The purpose of this study was to determine the Th1/Th2/Th17/Treg paradigm in uterine bleeding of RU486-induced abortion mice and to elucidate the immunopharmacologic effects of stachydrine hydrochloride on inducing the Th1/Th2/Th17/Treg paradigm in reducing the uterine bleeding volume in RU486-induced abortion mice.

To investigate the Th1/Th2/Th17/Treg paradigm in uterine bleeding during RU486-induced abortion mice, pregnant BALB/c mice were treated with high- and low-dose RU486 (1.5mg/kg and 0.9 mg/kg, respectively), and the serum progesterone (P(4)) protein level, uterine bleeding volume, and proportions of Th1/Th2/Th17/Treg cells in mice at the maternal-fetal interface were detected by ELISA assay, alkaline hematin photometric assay, and flow cytometry, respectively. To determine the regulatory effect of stachydrine hydrochloride on the Th1/Th2/Th17/Treg paradigm in vitro, splenocytes of non-pregnant mice were separated and treated with P(4,) RU486, and/or stachydrine hydrochloride (10(-5)M, 10(-4)M, and 10(-3)M, respectively). The proportions of Th1/Th2/Th17/Treg cells were analyzed using flow cytometry. To evaluate the effect of stachydrine hydrochloride in reducing uterine bleeding via regulation of the Th1/Th2/Th17/Treg paradigm, pregnant mice were treated with RU486 (1.5mg/kg) and/or stachydrine hydrochloride (2.5mg/kg, 5mg/kg, and 10mg/kg). The serum P(4) level, uterine bleeding volume, and proportions of Th1/Th2/Th17/Treg cells at the mice maternal-fetal interface were detected. Moreover, the protein levels of cytokines (IL-12 and IL-6) and the cytokine soluble receptors were analyzed by ELISA assay, and the mRNA expression of transcription factors (T-bet, GATA-3, RORγt, and Foxp3) were detected by RT-PCR assay.
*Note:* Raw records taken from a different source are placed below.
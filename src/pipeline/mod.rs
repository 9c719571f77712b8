//! Pipeline coordination: the per-dataset state machine and the idempotent
//! enrichment boundary invoked by the API layer.

mod coordinator;
mod enrich;

pub use coordinator::{
    Coordinator, DatasetSeed, EnrichOutcome, PipelineError, StageSkip,
};
pub use enrich::{
    AttemptSummary, DatasetSnapshot, EnrichRequest, EnrichResponse, EnrichmentService,
    ParsedSummary, ProgressEvent, PublicationRecord,
};
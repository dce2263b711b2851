/// Seasonal climate classifier: four color-coded seasonal rasters in,
/// one Köppen-Geiger or Holdridge classification map out.

use std::fs;
use std::path::{Path, PathBuf};
use std::time::Instant;

use anyhow::{Context, Result};
use clap::Parser;
use image::{DynamicImage, RgbImage};
use skcc_core::profile::parse::{parse_input_profile, parse_output_profile};
use skcc_core::profile::{defaults, ProfileWarning};
use skcc_core::{
    classify_map, Channel, ClassCounts, ColorRaster, InputColorProfile, Mode, OutputColorProfile,
    Profiles, SeasonalLayers, UnresolvedPolicy,
};

// ── CLI ──────────────────────────────────────────────────────────────────────

#[derive(Parser, Debug)]
#[command(
    name = "skcc",
    version,
    about = "Classify seasonal temperature/precipitation maps into a climate map"
)]
struct Args {
    /// Output PNG path
    #[arg(short, long)]
    outfile: PathBuf,

    /// Temperature, northern summer
    #[arg(short = 'u', long)]
    tempns: PathBuf,

    /// Temperature, northern winter
    #[arg(short = 't', long)]
    tempnw: PathBuf,

    /// Precipitation, northern summer
    #[arg(short = 'q', long)]
    precns: PathBuf,

    /// Precipitation, northern winter
    #[arg(short = 'p', long)]
    precnw: PathBuf,

    /// Temperature legend profile (built-in legend if omitted)
    #[arg(long)]
    tempprof: Option<PathBuf>,

    /// Precipitation legend profile (built-in legend if omitted)
    #[arg(long)]
    precprof: Option<PathBuf>,

    /// Output color profile (built-in colors if omitted)
    #[arg(short = 'k', long)]
    outprof: Option<PathBuf>,

    /// Classification scheme: koppen or holdridge
    #[arg(short, long, default_value = "koppen")]
    mode: Mode,

    /// Only log warnings and errors
    #[arg(short = 's', long)]
    quiet: bool,

    /// Paint the profile's Unknown color for codes the output profile lacks,
    /// instead of failing
    #[arg(long)]
    paint_unknown: bool,

    /// Write per-class cell counts as JSON
    #[arg(long)]
    summary: Option<PathBuf>,
}

// ── Inputs ───────────────────────────────────────────────────────────────────

/// Decode an image into a raster, keeping its native channel layout.
fn load_layer(path: &Path) -> Result<ColorRaster> {
    let img = image::open(path).with_context(|| format!("Cannot open {}", path.display()))?;
    let (width, height) = (img.width(), img.height());
    let (layout, data) = match img {
        DynamicImage::ImageRgb8(buf) => ("RGB", buf.into_raw()),
        DynamicImage::ImageRgba8(buf) => ("RGBA", buf.into_raw()),
        DynamicImage::ImageLuma8(buf) => ("L", buf.into_raw()),
        DynamicImage::ImageLumaA8(buf) => ("LA", buf.into_raw()),
        other => ("RGBA", other.to_rgba8().into_raw()),
    };
    ColorRaster::new(width, height, Channel::layout(layout), data)
        .with_context(|| format!("Bad raster data in {}", path.display()))
}

fn report_warnings(path: &Path, warnings: &[ProfileWarning]) {
    for w in warnings {
        log::warn!("{}: {w}", path.display());
    }
}

fn load_input_profile(path: Option<&Path>, fallback: fn() -> InputColorProfile) -> Result<InputColorProfile> {
    let Some(path) = path else {
        return Ok(fallback());
    };
    let text = fs::read_to_string(path).with_context(|| format!("Cannot read {}", path.display()))?;
    let profile = parse_input_profile(&text)
        .with_context(|| format!("Invalid input profile {}", path.display()))?;
    report_warnings(path, profile.warnings());
    Ok(profile)
}

fn load_output_profile(path: Option<&Path>, mode: Mode) -> Result<OutputColorProfile> {
    let Some(path) = path else {
        return Ok(defaults::output_profile(mode));
    };
    let text = fs::read_to_string(path).with_context(|| format!("Cannot read {}", path.display()))?;
    let profile = parse_output_profile(&text, mode)
        .with_context(|| format!("Invalid output profile {}", path.display()))?;
    report_warnings(path, profile.warnings());
    let missing: Vec<&str> = profile.missing_codes().collect();
    if !missing.is_empty() {
        log::warn!(
            "{}: no color for {} {mode} code(s): {}",
            path.display(),
            missing.len(),
            missing.join(", ")
        );
    }
    Ok(profile)
}

// ── Run ──────────────────────────────────────────────────────────────────────

fn run(args: &Args) -> Result<ClassCounts> {
    let start = Instant::now();

    let profiles = Profiles {
        temperature: load_input_profile(args.tempprof.as_deref(), defaults::temperature_profile)?,
        precipitation: load_input_profile(args.precprof.as_deref(), defaults::precipitation_profile)?,
        output: load_output_profile(args.outprof.as_deref(), args.mode)?,
    };

    let ts = load_layer(&args.tempns)?;
    let tw = load_layer(&args.tempnw)?;
    let ps = load_layer(&args.precns)?;
    let pw = load_layer(&args.precnw)?;
    let layers = SeasonalLayers { temp_summer: &ts, temp_winter: &tw, precip_summer: &ps, precip_winter: &pw };
    log::info!("Loaded 4 layers of {}x{} in {:.2?}", ts.width(), ts.height(), start.elapsed());

    let policy = if args.paint_unknown { UnresolvedPolicy::PaintUnknown } else { UnresolvedPolicy::Fail };
    let map = classify_map(&layers, &profiles, policy).context("Classification failed")?;
    log::info!(
        "Classified {} cells ({} ignored) in {} mode",
        map.counts.classified(),
        map.counts.ignored,
        args.mode
    );

    let img = RgbImage::from_raw(map.width, map.height, map.to_rgb_bytes())
        .context("Classified map does not fill its raster")?;

    // The map is written last; a failed summary leaves no output behind.
    if let Some(path) = &args.summary {
        fs::write(path, serde_json::to_string_pretty(&map.counts)?)
            .with_context(|| format!("Write failed: {}", path.display()))?;
    }
    if let Err(err) = img.save(&args.outfile) {
        if let Some(path) = &args.summary {
            let _ = fs::remove_file(path);
        }
        return Err(err).with_context(|| format!("Write failed: {}", args.outfile.display()));
    }

    log::info!("Wrote {} in {:.2?}", args.outfile.display(), start.elapsed());
    Ok(map.counts)
}

fn main() -> Result<()> {
    let args = Args::parse();
    let level = if args.quiet { "warn" } else { "info" };
    env_logger::Builder::from_env(env_logger::Env::default().default_filter_or(level)).init();

    run(&args)?;
    Ok(())
}
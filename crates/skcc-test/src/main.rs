/// Compare a generated classification map against a reference image.
/// Exits 0 when the two are pixel-identical and 1 otherwise.

use std::path::PathBuf;
use std::process::ExitCode;

use anyhow::Result;
use clap::Parser;
use skcc_test::compare_files;

#[derive(Parser, Debug)]
#[command(name = "skcc-imgdiff", about = "Pixel-exact comparison of two RGB images")]
struct Args {
    /// Reference image.
    expected: PathBuf,

    /// Image under test.
    actual: PathBuf,

    /// Print the report as JSON on stdout.
    #[arg(long)]
    json: bool,
}

fn main() -> Result<ExitCode> {
    env_logger::Builder::from_env(env_logger::Env::default().default_filter_or("info")).init();
    let args = Args::parse();

    let report = compare_files(&args.expected, &args.actual)?;
    if args.json {
        println!("{}", serde_json::to_string_pretty(&report)?);
    }

    match report.bounds {
        None => {
            log::info!("{} and {} are identical", args.expected.display(), args.actual.display());
            Ok(ExitCode::SUCCESS)
        }
        Some(bb) => {
            log::info!(
                "{} of {} pixels differ, within ({}, {})..=({}, {})",
                report.differing,
                report.width as usize * report.height as usize,
                bb.x0,
                bb.y0,
                bb.x1,
                bb.y1
            );
            Ok(ExitCode::FAILURE)
        }
    }
}
//! Classification result → output color.

use serde::{Deserialize, Serialize};

use crate::classify::Classification;
use crate::color::Color;
use crate::error::{Error, Result};
use crate::profile::OutputColorProfile;

/// Handling of a code that the output profile does not configure.
#[derive(Debug, Clone, Copy, PartialEq, Eq, Default, Serialize, Deserialize)]
#[serde(rename_all = "kebab-case")]
pub enum UnresolvedPolicy {
    /// Abort the run with [`Error::UnknownClassification`].
    #[default]
    Fail,
    /// Paint the profile's unknown color.
    PaintUnknown,
}

#[derive(Debug, Clone, Copy)]
pub struct OutputMapper<'a> {
    profile: &'a OutputColorProfile,
    policy: UnresolvedPolicy,
}

impl<'a> OutputMapper<'a> {
    pub fn new(profile: &'a OutputColorProfile, policy: UnresolvedPolicy) -> Self {
        Self { profile, policy }
    }

    pub fn map(&self, result: &Classification) -> Result<Color> {
        let Some(code) = result.code() else {
            return Ok(self.profile.ignored_color());
        };
        match (self.profile.color_of(code), self.policy) {
            (Some(color), _) => Ok(color),
            (None, UnresolvedPolicy::PaintUnknown) => Ok(self.profile.unknown_color()),
            (None, UnresolvedPolicy::Fail) => Err(Error::UnknownClassification(code.to_string())),
        }
    }
}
Th1- and Th17-biased immunity was observed in RU486-induced abortion mice. The volume of uterine bleeding during RU486-induced abortion was negatively related to the proportions of Th1 and Th17 cells, as well as the ratios of Th1:Th2 cells and Th17:Treg cells, and positively related to the proportions of Th2 and Treg cells. Stachydrine hydrochloride promoted the protein expression of IL-12 and IL-6, as well as the mRNA expression of T-bet and RORγt, while inhibiting the mRNA expression of GATA-3 and Foxp3. Therefore, the Th1/Th2/Th17/Treg paradigm in RU486-induced abortion mice shifted to Th1 and Th17 after stachydrine hydrochloride administration. The volume of uterine bleeding during RU486-induced abortion was reduced significantly after stachydrine hydrochloride administration.

The Th1/Th2/Th17/Treg paradigm is closely related to the volume of uterine bleeding in RU486-induced abortion mice. The Th1/Th2/Th17/Treg paradigm induced by stachydrine hydrochloride contributed to the reduction in uterine bleeding in RU486-induced abortion mice.